Exercise requirements: Word for word, transcribe the data below from the line with "filename src/aws/mod.rs" to the line with "pub use sqs::SqsQueue;", keeping both of those lines.

Stored data entries:
-.-.-
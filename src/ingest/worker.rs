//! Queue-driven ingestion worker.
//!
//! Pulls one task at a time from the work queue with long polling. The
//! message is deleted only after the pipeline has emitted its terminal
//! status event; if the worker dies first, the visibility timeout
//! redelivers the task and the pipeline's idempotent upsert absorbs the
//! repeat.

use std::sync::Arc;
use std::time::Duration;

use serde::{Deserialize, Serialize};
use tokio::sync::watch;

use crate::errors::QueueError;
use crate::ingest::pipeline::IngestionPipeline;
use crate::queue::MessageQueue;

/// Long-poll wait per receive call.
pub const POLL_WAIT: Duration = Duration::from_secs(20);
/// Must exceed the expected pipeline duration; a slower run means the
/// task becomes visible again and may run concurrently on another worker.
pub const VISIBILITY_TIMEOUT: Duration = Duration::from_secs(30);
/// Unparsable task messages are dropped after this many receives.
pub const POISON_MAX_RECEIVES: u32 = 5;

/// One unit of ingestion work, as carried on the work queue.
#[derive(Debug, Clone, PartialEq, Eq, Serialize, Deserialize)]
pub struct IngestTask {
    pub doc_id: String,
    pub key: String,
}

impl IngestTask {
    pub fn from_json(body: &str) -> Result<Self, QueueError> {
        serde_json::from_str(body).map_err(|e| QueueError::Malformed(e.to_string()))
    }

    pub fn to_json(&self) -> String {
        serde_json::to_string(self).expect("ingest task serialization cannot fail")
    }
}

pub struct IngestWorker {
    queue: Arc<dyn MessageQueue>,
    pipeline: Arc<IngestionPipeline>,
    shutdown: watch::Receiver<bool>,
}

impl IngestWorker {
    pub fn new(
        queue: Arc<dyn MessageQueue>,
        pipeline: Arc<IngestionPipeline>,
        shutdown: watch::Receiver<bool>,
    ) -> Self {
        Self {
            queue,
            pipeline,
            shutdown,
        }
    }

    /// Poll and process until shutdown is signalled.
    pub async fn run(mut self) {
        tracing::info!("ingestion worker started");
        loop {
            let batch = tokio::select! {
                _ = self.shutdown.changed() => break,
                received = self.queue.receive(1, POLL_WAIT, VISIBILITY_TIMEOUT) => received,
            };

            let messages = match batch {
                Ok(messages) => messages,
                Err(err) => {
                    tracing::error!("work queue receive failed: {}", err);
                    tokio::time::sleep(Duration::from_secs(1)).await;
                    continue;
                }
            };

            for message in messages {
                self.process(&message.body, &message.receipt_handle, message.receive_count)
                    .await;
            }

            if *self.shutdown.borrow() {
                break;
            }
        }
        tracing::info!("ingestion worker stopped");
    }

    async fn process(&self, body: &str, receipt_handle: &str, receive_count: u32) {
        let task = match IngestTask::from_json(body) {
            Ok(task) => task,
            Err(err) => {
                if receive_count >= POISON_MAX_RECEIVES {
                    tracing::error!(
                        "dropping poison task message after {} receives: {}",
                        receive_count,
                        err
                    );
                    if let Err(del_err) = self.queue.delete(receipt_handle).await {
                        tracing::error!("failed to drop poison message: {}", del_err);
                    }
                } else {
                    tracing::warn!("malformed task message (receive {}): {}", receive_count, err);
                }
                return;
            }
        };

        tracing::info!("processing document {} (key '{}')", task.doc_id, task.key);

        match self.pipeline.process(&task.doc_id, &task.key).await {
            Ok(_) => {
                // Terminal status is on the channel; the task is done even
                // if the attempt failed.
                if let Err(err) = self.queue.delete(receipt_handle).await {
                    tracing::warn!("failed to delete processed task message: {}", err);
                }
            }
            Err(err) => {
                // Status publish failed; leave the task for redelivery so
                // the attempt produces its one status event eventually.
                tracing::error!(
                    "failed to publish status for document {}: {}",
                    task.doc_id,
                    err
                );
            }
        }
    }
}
-.-.-
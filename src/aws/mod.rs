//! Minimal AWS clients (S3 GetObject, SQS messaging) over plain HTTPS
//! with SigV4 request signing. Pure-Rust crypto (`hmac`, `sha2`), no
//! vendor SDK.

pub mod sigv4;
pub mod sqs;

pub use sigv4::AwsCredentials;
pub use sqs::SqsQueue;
-.-.-
Your solution:
filename src/aws/mod.rs
//! Minimal AWS clients (S3 GetObject, SQS messaging) over plain HTTPS
//! with SigV4 request signing. Pure-Rust crypto (`hmac`, `sha2`), no
//! vendor SDK.

pub mod sigv4;
pub mod sqs;

pub use sigv4::AwsCredentials;
pub use sqs::SqsQueue;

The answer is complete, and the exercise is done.